Source material Block Start
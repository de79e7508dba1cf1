//! Facet type: one triangle as stored by STL.

use nalgebra::{Point3, Vector3};

#[cfg(feature = "serde")]
use serde::{Deserialize, Serialize};

/// One triangular face: a normal and three vertex positions.
///
/// The normal is whatever the source declared. STL only loosely requires it
/// to be a unit vector, so it is kept as given (apart from
/// [`Facet::sanitized_normal`]) and never recomputed from the vertices.
///
/// Vertices keep the source winding order.
///
/// # Example
///
/// ```
/// use mesh_soup::{Facet, Point3, Vector3};
///
/// let facet = Facet::new(
///     Vector3::new(0.0, 0.0, 1.0),
///     [
///         Point3::new(0.0, 0.0, 0.0),
///         Point3::new(1.0, 0.0, 0.0),
///         Point3::new(0.0, 1.0, 0.0),
///     ],
/// );
///
/// assert!((facet.area() - 0.5).abs() < 1e-6);
/// ```
#[derive(Debug, Clone, Copy, PartialEq)]
#[cfg_attr(feature = "serde", derive(Serialize, Deserialize))]
pub struct Facet {
    /// Declared facet normal.
    pub normal: Vector3<f32>,
    /// Vertex positions in source winding order.
    pub vertices: [Point3<f32>; 3],
}

impl Facet {
    /// Create a facet from a normal and three vertices.
    #[inline]
    #[must_use]
    pub const fn new(normal: Vector3<f32>, vertices: [Point3<f32>; 3]) -> Self {
        Self { normal, vertices }
    }

    /// Create a facet from plain arrays.
    ///
    /// # Example
    ///
    /// ```
    /// use mesh_soup::Facet;
    ///
    /// let facet = Facet::from_arrays(
    ///     [0.0, 0.0, 1.0],
    ///     [[0.0, 0.0, 0.0], [1.0, 0.0, 0.0], [0.0, 1.0, 0.0]],
    /// );
    /// assert_eq!(facet.vertices[1].x, 1.0);
    /// ```
    #[must_use]
    pub fn from_arrays(normal: [f32; 3], vertices: [[f32; 3]; 3]) -> Self {
        Self {
            normal: Vector3::from(normal),
            vertices: vertices.map(Point3::from),
        }
    }

    /// Normal with any non-finite component collapsed to `(0, 0, 0)`.
    ///
    /// A single NaN or infinite component invalidates the whole vector, so
    /// the finite components are discarded as well.
    ///
    /// # Example
    ///
    /// ```
    /// use mesh_soup::{Facet, Vector3};
    ///
    /// let facet = Facet::from_arrays(
    ///     [f32::NAN, 1.0, 2.0],
    ///     [[0.0; 3], [1.0, 0.0, 0.0], [0.0, 1.0, 0.0]],
    /// );
    /// assert_eq!(facet.sanitized_normal(), Vector3::zeros());
    /// ```
    #[must_use]
    pub fn sanitized_normal(&self) -> Vector3<f32> {
        sanitize_normal(self.normal)
    }

    /// Normal computed from the vertices by the right-hand rule.
    ///
    /// Returns `None` for degenerate facets whose cross product vanishes.
    #[must_use]
    pub fn geometric_normal(&self) -> Option<Vector3<f32>> {
        let [v0, v1, v2] = self.vertices;
        let n = (v1 - v0).cross(&(v2 - v0));
        let len = n.norm();
        if len > f32::EPSILON {
            Some(n / len)
        } else {
            None
        }
    }

    /// Surface area of the facet.
    #[must_use]
    pub fn area(&self) -> f32 {
        let [v0, v1, v2] = self.vertices;
        (v1 - v0).cross(&(v2 - v0)).norm() * 0.5
    }
}

/// Replace a normal containing NaN or infinity with the zero vector.
///
/// The whole vector is replaced, not just the offending components.
///
/// # Example
///
/// ```
/// use mesh_soup::{sanitize_normal, Vector3};
///
/// let n = sanitize_normal(Vector3::new(f32::NAN, 0.0, 1.0));
/// assert_eq!(n, Vector3::zeros());
/// ```
#[must_use]
pub fn sanitize_normal(normal: Vector3<f32>) -> Vector3<f32> {
    if normal.iter().all(|c| c.is_finite()) {
        normal
    } else {
        Vector3::zeros()
    }
}
//! Triangle-soup mesh types.
//!
//! This crate provides the output representation shared by the STL decoder
//! and whatever consumes its meshes:
//!
//! - [`TriangleSoup`] - Flat vertex/normal arrays with an identity index buffer
//! - [`Facet`] - One triangle: a normal plus three vertex positions
//! - [`Aabb`] - Axis-aligned bounding box
//! - [`MeshSink`] - Receiver of a finished mesh
//!
//! # Layout
//!
//! A triangle soup never shares vertices between facets. Every facet owns
//! three consecutive vertices, and the facet normal is repeated for each of
//! them so that `normals` lines up one-to-one with `vertices`:
//!
//! ```text
//! vertices: [x y z | x y z | x y z] [x y z | x y z | x y z] ...
//! normals:  [n n n | n n n | n n n] [n n n | n n n | n n n] ...
//! indices:  [  0   |   1   |   2  ] [  3   |   4   |   5  ] ...
//! ```
//!
//! # Example
//!
//! ```
//! use mesh_soup::{Facet, Point3, TriangleSoup, Vector3};
//!
//! let facet = Facet::new(
//!     Vector3::new(0.0, 0.0, 1.0),
//!     [
//!         Point3::new(0.0, 0.0, 0.0),
//!         Point3::new(1.0, 0.0, 0.0),
//!         Point3::new(0.0, 1.0, 0.0),
//!     ],
//! );
//!
//! let soup = TriangleSoup::from_facets([facet]).unwrap();
//! assert_eq!(soup.facet_count(), 1);
//! assert_eq!(soup.indices(), &[0, 1, 2]);
//! ```

#![cfg_attr(not(test), deny(clippy::unwrap_used, clippy::expect_used))]

mod bounds;
mod error;
mod facet;
mod soup;
mod traits;

pub use bounds::Aabb;
pub use error::{SoupError, SoupResult};
pub use facet::{sanitize_normal, Facet};
pub use soup::{TriangleSoup, FLOATS_PER_FACET, FLOATS_PER_VERTEX, VERTICES_PER_FACET};
pub use traits::MeshSink;

// Re-export nalgebra types for convenience
pub use nalgebra::{Point3, Vector3};
//! Binary STL decoding.
//!
//! ```text
//! UINT8[80]    – Header (ignored, often contains file info)
//! UINT32       – Number of triangles
//! foreach triangle
//!     REAL32[3] – Normal vector
//!     REAL32[3] – Vertex 1
//!     REAL32[3] – Vertex 2
//!     REAL32[3] – Vertex 3
//!     UINT16    – Attribute byte count (skipped)
//! end
//! ```
//!
//! All values are little-endian. The header's triangle count only sizes the
//! initial allocation; records are read until the stream runs out.

use std::io::{ErrorKind, Read};

use tracing::{debug, warn};

use crate::assemble::FacetAccumulator;
use crate::error::{StlError, StlResult};
use crate::params::FacetCountPolicy;

/// STL binary header size in bytes.
pub const HEADER_SIZE: usize = 80;

/// Header plus the `u32` facet count.
pub const PREAMBLE_SIZE: usize = HEADER_SIZE + 4;

/// Size of one facet record (normal + 3 vertices + attribute).
pub const RECORD_SIZE: usize = 50;

/// Preallocation limit when the stream length is unknown.
const UNKNOWN_LENGTH_FACET_CAP: u64 = 1 << 16;

/// Decode a binary STL stream positioned at offset 0.
///
/// `stream_len` (total bytes, if known) caps the preallocation so that a
/// bogus header count cannot trigger a huge allocation.
///
/// # Errors
///
/// - [`StlError::InvalidHeader`] if fewer than 84 bytes are available
/// - [`StlError::UnexpectedEof`] if the stream ends inside a record
/// - [`StlError::InvalidFacetCount`] on a count mismatch under
///   [`FacetCountPolicy::Strict`]
/// - [`StlError::Io`] if reading fails
pub(crate) fn decode_binary<R: Read>(
    mut reader: R,
    policy: FacetCountPolicy,
    stream_len: Option<u64>,
) -> StlResult<FacetAccumulator> {
    let mut preamble = [0u8; PREAMBLE_SIZE];
    let got = read_full(&mut reader, &mut preamble)?;
    if got < PREAMBLE_SIZE {
        return Err(StlError::InvalidHeader {
            expected: PREAMBLE_SIZE,
            got,
        });
    }

    let declared = u32::from_le_bytes([
        preamble[HEADER_SIZE],
        preamble[HEADER_SIZE + 1],
        preamble[HEADER_SIZE + 2],
        preamble[HEADER_SIZE + 3],
    ]);
    let hint = capacity_hint(declared, stream_len);
    debug!(declared, preallocated = hint, "binary STL header");

    let mut acc = FacetAccumulator::with_capacity(hint);
    let mut record = [0u8; RECORD_SIZE];
    let mut records: u64 = 0;

    loop {
        let n = read_full(&mut reader, &mut record)?;
        if n == 0 {
            break;
        }
        if n < RECORD_SIZE {
            return Err(StlError::UnexpectedEof {
                position: PREAMBLE_SIZE as u64 + records * RECORD_SIZE as u64 + n as u64,
            });
        }

        // All three normal floats are consumed even when the normal is
        // discarded, so the record stride never changes.
        acc.push_normal(read_vec3(&record[0..12]));
        acc.push_vertex(read_vec3(&record[12..24]));
        acc.push_vertex(read_vec3(&record[24..36]));
        acc.push_vertex(read_vec3(&record[36..48]));
        records += 1;
    }

    if records != u64::from(declared) {
        match policy {
            FacetCountPolicy::Strict => {
                return Err(StlError::InvalidFacetCount {
                    expected: declared,
                    got: records,
                });
            }
            FacetCountPolicy::Clip => {
                warn!(declared, read = records, "binary STL facet count mismatch");
            }
        }
    }

    Ok(acc)
}

/// Facets worth preallocating: the declared count, limited by what the
/// stream can actually hold.
fn capacity_hint(declared: u32, stream_len: Option<u64>) -> usize {
    let available = stream_len.map_or(UNKNOWN_LENGTH_FACET_CAP, |len| {
        len.saturating_sub(PREAMBLE_SIZE as u64) / RECORD_SIZE as u64
    });
    let facets = u64::from(declared).min(available);
    usize::try_from(facets).unwrap_or(usize::MAX)
}

/// Read three little-endian `f32`s from 12 bytes.
fn read_vec3(buf: &[u8]) -> [f32; 3] {
    let x = f32::from_le_bytes([buf[0], buf[1], buf[2], buf[3]]);
    let y = f32::from_le_bytes([buf[4], buf[5], buf[6], buf[7]]);
    let z = f32::from_le_bytes([buf[8], buf[9], buf[10], buf[11]]);
    [x, y, z]
}

/// Fill `buf` as far as the stream allows, returning the bytes read.
///
/// Unlike `read_exact`, a short read at end of stream is reported as a count
/// rather than an error, so callers can tell a clean end (0) from a
/// truncated record.
fn read_full<R: Read>(reader: &mut R, buf: &mut [u8]) -> std::io::Result<usize> {
    let mut filled = 0;
    while filled < buf.len() {
        match reader.read(&mut buf[filled..]) {
            Ok(0) => break,
            Ok(n) => filled += n,
            Err(e) if e.kind() == ErrorKind::Interrupted => {}
            Err(e) => return Err(e),
        }
    }
    Ok(filled)
}

#[cfg(test)]
#[allow(
    clippy::unwrap_used,
    clippy::float_cmp,
    clippy::cast_possible_truncation,
    clippy::cast_precision_loss
)]
mod tests {
    use super::*;
    use crate::StlErrorKind;
    use mesh_soup::TriangleSoup;

    fn stl_bytes(declared: u32, facets: &[([f32; 3], [[f32; 3]; 3])]) -> Vec<u8> {
        let mut buf = vec![0u8; HEADER_SIZE];
        buf.extend_from_slice(&declared.to_le_bytes());
        for (normal, verts) in facets {
            for c in normal {
                buf.extend_from_slice(&c.to_le_bytes());
            }
            for v in verts {
                for c in v {
                    buf.extend_from_slice(&c.to_le_bytes());
                }
            }
            buf.extend_from_slice(&0u16.to_le_bytes());
        }
        buf
    }

    fn unit(i: usize) -> ([f32; 3], [[f32; 3]; 3]) {
        let o = i as f32;
        (
            [0.0, 0.0, 1.0],
            [[o, 0.0, 0.0], [o + 1.0, 0.0, 0.0], [o, 1.0, 0.0]],
        )
    }

    fn decode(bytes: &[u8], policy: FacetCountPolicy) -> StlResult<TriangleSoup> {
        decode_binary(bytes, policy, Some(bytes.len() as u64)).and_then(FacetAccumulator::finish)
    }

    #[test]
    fn single_facet() {
        let bytes = stl_bytes(1, &[unit(0)]);
        assert_eq!(bytes.len(), PREAMBLE_SIZE + RECORD_SIZE);

        let soup = decode(&bytes, FacetCountPolicy::Clip).unwrap();
        assert_eq!(soup.vertices(), &[0.0, 0.0, 0.0, 1.0, 0.0, 0.0, 0.0, 1.0, 0.0]);
        assert_eq!(soup.normals(), &[0.0, 0.0, 1.0, 0.0, 0.0, 1.0, 0.0, 0.0, 1.0]);
        assert_eq!(soup.indices(), &[0, 1, 2]);
    }

    #[test]
    fn zero_facets() {
        let soup = decode(&stl_bytes(0, &[]), FacetCountPolicy::Strict).unwrap();
        assert!(soup.is_empty());
    }

    #[test]
    fn header_may_start_with_solid() {
        let mut bytes = stl_bytes(1, &[unit(0)]);
        bytes[..11].copy_from_slice(b"solid model");
        assert_eq!(decode(&bytes, FacetCountPolicy::Clip).unwrap().facet_count(), 1);
    }

    #[test]
    fn attribute_bytes_are_ignored() {
        let mut bytes = stl_bytes(1, &[unit(0)]);
        let n = bytes.len();
        bytes[n - 2..].copy_from_slice(&0xBEEFu16.to_le_bytes());
        let soup = decode(&bytes, FacetCountPolicy::Clip).unwrap();
        assert_eq!(soup.facet_count(), 1);
    }

    #[test]
    fn nan_normal_is_zeroed_without_shifting_vertices() {
        let mut bytes = stl_bytes(2, &[unit(0), unit(5)]);
        bytes[PREAMBLE_SIZE..PREAMBLE_SIZE + 4].copy_from_slice(&f32::NAN.to_le_bytes());

        let soup = decode(&bytes, FacetCountPolicy::Strict).unwrap();
        assert!(soup.normals()[..9].iter().all(|&n| n == 0.0));
        assert_eq!(&soup.normals()[9..12], &[0.0, 0.0, 1.0]);
        assert_eq!(&soup.vertices()[..9], &[0.0, 0.0, 0.0, 1.0, 0.0, 0.0, 0.0, 1.0, 0.0]);
        assert_eq!(&soup.vertices()[9..12], &[5.0, 0.0, 0.0]);
    }

    #[test]
    fn short_header() {
        let err = decode(&[0u8; 40], FacetCountPolicy::Clip).unwrap_err();
        assert!(matches!(err, StlError::InvalidHeader { expected: 84, got: 40 }));
        assert_eq!(err.kind(), StlErrorKind::Structural);
    }

    #[test]
    fn partial_trailing_record() {
        let mut bytes = stl_bytes(2, &[unit(0), unit(1)]);
        bytes.truncate(PREAMBLE_SIZE + RECORD_SIZE + 20);
        let err = decode(&bytes, FacetCountPolicy::Clip).unwrap_err();
        assert!(matches!(err, StlError::UnexpectedEof { position: 154 }));
    }

    #[test]
    fn truncated_stream_is_clipped() {
        let facets: Vec<_> = (0..3).map(unit).collect();
        let bytes = stl_bytes(10, &facets);

        let soup = decode(&bytes, FacetCountPolicy::Clip).unwrap();
        assert_eq!(soup.facet_count(), 3);
        assert_eq!(soup.vertices().len(), 27);
        assert_eq!(soup.indices().len(), 9);
    }

    #[test]
    fn truncated_stream_is_rejected_when_strict() {
        let facets: Vec<_> = (0..3).map(unit).collect();
        let bytes = stl_bytes(10, &facets);

        let err = decode(&bytes, FacetCountPolicy::Strict).unwrap_err();
        assert!(matches!(
            err,
            StlError::InvalidFacetCount {
                expected: 10,
                got: 3
            }
        ));
    }

    #[test]
    fn extra_records_are_read() {
        let facets: Vec<_> = (0..4).map(unit).collect();
        let bytes = stl_bytes(2, &facets);

        let soup = decode(&bytes, FacetCountPolicy::Clip).unwrap();
        assert_eq!(soup.facet_count(), 4);
        assert_eq!(soup.indices(), &(0..12).collect::<Vec<u32>>()[..]);
        assert!(decode(&bytes, FacetCountPolicy::Strict).is_err());
    }

    #[test]
    fn capacity_hint_is_bounded() {
        assert_eq!(capacity_hint(10, Some((PREAMBLE_SIZE + 3 * RECORD_SIZE) as u64)), 3);
        assert_eq!(capacity_hint(2, Some(10_000)), 2);
        assert_eq!(capacity_hint(u32::MAX, Some(0)), 0);
        assert_eq!(capacity_hint(u32::MAX, None), 1 << 16);
    }

    #[test]
    fn read_full_handles_short_reads() {
        struct Trickle<'a>(&'a [u8]);
        impl Read for Trickle<'_> {
            fn read(&mut self, buf: &mut [u8]) -> std::io::Result<usize> {
                let n = buf.len().min(self.0.len()).min(3);
                buf[..n].copy_from_slice(&self.0[..n]);
                self.0 = &self.0[n..];
                Ok(n)
            }
        }

        let bytes = stl_bytes(2, &[unit(0), unit(1)]);
        let acc = decode_binary(Trickle(&bytes), FacetCountPolicy::Strict, None).unwrap();
        assert_eq!(acc.finish().unwrap().facet_count(), 2);
    }
}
Source material Block End
◆ Exercise prompt ◆
Every line that holds the word "three" should be copied from the records above.

◆ Answer box ◆
/// One triangular face: a normal and three vertex positions.
    /// Create a facet from a normal and three vertices.
//! - [`Facet`] - One triangle: a normal plus three vertex positions
//! three consecutive vertices, and the facet normal is repeated for each of
        // All three normal floats are consumed even when the normal is
/// Read three little-endian `f32`s from 12 bytes.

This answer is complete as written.